WORK TO BE COMPLETED: Out of the lines below, please list those that hold the string "Error".

==== RECORDS FOR THIS EXERCISE ====

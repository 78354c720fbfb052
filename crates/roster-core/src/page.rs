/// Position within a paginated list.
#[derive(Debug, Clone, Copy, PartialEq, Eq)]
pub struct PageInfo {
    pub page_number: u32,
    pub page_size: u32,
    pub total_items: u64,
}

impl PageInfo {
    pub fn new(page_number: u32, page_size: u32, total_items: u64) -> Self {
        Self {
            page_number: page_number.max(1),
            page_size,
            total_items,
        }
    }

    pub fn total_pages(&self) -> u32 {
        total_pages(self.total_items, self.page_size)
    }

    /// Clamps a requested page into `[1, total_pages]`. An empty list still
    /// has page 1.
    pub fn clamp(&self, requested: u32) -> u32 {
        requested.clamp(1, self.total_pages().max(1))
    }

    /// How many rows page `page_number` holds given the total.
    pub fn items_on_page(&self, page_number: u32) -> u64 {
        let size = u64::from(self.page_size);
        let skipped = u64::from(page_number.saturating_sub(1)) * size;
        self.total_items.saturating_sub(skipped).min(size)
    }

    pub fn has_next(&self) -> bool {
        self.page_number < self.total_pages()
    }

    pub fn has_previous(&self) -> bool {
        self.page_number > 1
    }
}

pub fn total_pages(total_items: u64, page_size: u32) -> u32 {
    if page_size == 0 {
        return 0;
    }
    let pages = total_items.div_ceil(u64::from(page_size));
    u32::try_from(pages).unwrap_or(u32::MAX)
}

====
==== RECORDS FOR THIS EXERCISE ====

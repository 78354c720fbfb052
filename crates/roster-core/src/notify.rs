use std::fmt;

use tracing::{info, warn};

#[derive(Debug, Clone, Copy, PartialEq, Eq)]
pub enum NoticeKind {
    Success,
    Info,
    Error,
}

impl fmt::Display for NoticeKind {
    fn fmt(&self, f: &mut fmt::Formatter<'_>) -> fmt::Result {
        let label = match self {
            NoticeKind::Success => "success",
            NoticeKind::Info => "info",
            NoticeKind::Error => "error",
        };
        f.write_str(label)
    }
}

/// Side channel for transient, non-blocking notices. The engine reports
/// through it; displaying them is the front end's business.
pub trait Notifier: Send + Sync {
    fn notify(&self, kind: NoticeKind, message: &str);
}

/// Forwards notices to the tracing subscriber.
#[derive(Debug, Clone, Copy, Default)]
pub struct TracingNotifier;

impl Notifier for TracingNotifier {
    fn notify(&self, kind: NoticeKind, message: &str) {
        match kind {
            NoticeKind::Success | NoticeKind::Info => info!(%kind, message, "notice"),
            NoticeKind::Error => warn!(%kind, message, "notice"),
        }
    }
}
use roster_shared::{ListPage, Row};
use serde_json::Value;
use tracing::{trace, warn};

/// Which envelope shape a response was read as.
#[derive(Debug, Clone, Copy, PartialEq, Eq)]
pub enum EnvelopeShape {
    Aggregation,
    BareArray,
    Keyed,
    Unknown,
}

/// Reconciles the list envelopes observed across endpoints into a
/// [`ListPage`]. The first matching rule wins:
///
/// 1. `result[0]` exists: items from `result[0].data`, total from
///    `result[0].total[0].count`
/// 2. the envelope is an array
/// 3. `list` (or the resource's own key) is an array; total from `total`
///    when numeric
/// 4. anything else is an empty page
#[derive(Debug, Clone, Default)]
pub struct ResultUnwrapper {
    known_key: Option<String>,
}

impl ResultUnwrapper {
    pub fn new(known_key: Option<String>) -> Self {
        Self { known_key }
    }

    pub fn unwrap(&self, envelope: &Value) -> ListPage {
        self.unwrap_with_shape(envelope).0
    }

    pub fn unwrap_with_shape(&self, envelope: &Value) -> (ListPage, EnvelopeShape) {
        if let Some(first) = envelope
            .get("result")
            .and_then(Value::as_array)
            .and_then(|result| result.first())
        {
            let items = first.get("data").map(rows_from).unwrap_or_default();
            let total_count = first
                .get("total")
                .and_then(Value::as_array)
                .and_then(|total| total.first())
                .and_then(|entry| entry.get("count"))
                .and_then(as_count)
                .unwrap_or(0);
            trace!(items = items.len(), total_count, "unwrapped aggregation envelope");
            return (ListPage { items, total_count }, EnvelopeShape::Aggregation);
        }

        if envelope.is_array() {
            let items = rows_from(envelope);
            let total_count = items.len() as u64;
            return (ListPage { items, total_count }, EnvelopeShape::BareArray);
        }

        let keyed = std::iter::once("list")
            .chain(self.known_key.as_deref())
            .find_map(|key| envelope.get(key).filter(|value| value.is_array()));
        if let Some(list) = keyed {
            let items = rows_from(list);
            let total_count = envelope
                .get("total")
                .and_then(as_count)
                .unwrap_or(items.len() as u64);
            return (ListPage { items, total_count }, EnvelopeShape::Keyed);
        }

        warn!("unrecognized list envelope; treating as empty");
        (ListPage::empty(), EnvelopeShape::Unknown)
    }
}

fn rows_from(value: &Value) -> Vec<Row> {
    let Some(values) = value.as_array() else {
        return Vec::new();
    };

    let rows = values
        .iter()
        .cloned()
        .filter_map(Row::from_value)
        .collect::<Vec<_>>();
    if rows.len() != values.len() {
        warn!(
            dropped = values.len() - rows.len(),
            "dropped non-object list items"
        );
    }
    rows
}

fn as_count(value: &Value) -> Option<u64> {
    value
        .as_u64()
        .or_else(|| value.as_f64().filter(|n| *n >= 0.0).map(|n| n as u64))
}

====
==== RECORDS FOR THIS EXERCISE ====

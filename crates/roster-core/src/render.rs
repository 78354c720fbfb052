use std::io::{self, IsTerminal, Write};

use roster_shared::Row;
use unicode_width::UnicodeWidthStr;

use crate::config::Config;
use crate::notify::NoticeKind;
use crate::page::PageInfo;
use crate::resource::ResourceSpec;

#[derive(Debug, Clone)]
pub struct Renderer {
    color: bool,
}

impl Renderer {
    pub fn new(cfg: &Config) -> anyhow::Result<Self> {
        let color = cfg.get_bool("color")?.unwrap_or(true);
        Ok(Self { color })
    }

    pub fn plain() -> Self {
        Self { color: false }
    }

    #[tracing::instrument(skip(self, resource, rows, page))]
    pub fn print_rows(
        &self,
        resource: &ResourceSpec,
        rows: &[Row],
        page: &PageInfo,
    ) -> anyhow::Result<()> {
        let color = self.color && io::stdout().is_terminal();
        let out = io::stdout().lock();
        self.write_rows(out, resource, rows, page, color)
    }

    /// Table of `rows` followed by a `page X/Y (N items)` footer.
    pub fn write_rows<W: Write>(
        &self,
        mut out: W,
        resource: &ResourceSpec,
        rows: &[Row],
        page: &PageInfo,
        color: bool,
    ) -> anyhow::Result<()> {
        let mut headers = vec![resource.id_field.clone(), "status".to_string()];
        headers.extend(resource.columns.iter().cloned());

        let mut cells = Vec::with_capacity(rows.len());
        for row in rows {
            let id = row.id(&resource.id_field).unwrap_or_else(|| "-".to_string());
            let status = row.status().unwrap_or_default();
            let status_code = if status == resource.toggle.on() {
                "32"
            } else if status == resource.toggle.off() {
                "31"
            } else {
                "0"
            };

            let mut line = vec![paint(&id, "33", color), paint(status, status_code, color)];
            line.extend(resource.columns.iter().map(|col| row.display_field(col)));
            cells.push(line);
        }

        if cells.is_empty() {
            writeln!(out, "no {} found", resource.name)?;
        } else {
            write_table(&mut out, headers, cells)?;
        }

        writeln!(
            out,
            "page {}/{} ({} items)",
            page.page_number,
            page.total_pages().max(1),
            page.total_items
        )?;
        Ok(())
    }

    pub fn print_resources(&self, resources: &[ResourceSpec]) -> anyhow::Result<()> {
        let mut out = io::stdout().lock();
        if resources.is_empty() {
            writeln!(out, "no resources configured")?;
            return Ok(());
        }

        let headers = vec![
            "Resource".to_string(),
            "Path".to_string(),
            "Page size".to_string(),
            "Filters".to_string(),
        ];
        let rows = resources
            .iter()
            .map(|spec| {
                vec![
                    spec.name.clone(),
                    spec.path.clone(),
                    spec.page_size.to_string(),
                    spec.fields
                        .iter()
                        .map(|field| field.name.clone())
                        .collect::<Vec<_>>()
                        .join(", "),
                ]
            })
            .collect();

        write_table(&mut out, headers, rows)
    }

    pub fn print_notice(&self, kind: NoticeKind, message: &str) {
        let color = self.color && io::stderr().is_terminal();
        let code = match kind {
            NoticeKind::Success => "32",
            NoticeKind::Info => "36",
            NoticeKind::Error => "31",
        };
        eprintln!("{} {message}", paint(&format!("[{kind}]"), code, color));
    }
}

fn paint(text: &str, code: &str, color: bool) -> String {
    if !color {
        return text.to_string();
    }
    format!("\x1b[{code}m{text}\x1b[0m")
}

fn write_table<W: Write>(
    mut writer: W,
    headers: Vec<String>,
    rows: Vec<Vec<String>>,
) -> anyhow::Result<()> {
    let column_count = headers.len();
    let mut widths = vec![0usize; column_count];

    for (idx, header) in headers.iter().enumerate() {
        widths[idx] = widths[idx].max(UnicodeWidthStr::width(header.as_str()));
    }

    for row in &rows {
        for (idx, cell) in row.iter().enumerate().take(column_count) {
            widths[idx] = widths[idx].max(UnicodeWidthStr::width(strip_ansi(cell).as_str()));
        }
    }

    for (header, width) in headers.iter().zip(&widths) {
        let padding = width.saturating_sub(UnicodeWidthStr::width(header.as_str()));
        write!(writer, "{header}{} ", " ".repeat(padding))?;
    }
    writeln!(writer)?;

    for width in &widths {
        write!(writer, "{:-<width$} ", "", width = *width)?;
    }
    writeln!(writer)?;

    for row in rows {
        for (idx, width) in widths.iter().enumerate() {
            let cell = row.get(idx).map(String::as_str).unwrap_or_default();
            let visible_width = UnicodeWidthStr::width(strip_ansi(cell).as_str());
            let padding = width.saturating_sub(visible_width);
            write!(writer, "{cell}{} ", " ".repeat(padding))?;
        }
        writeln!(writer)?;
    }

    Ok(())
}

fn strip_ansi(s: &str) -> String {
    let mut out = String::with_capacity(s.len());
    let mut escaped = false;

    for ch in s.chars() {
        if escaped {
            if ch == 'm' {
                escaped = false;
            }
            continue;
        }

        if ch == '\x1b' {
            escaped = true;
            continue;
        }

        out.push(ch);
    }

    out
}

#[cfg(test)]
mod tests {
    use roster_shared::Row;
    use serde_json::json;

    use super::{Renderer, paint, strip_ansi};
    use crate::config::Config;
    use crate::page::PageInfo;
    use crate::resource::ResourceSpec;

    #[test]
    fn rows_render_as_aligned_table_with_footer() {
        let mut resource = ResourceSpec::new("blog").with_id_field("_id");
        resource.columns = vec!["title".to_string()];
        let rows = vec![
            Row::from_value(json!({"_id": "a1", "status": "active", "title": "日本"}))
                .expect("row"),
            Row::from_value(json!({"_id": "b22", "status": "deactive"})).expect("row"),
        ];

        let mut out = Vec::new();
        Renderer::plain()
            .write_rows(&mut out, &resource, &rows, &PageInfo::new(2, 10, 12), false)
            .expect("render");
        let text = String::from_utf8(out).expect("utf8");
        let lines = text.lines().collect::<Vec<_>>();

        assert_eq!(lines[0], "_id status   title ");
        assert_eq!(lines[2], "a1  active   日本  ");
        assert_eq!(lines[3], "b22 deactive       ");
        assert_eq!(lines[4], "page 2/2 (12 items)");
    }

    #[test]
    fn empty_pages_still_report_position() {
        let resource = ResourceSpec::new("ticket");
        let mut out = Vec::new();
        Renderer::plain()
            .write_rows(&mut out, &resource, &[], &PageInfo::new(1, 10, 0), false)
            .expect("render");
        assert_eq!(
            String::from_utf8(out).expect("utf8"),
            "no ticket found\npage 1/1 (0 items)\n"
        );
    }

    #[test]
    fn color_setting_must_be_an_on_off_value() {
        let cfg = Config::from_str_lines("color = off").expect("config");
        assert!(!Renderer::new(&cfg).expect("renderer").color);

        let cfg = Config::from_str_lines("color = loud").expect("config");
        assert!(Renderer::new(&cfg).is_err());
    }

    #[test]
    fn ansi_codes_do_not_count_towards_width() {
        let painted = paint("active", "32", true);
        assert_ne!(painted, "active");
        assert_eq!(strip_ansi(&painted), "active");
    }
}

====

REPLY:
    Error,
            NoticeKind::Error => "error",
            NoticeKind::Error => warn!(%kind, message, "notice"),
            NoticeKind::Error => "31",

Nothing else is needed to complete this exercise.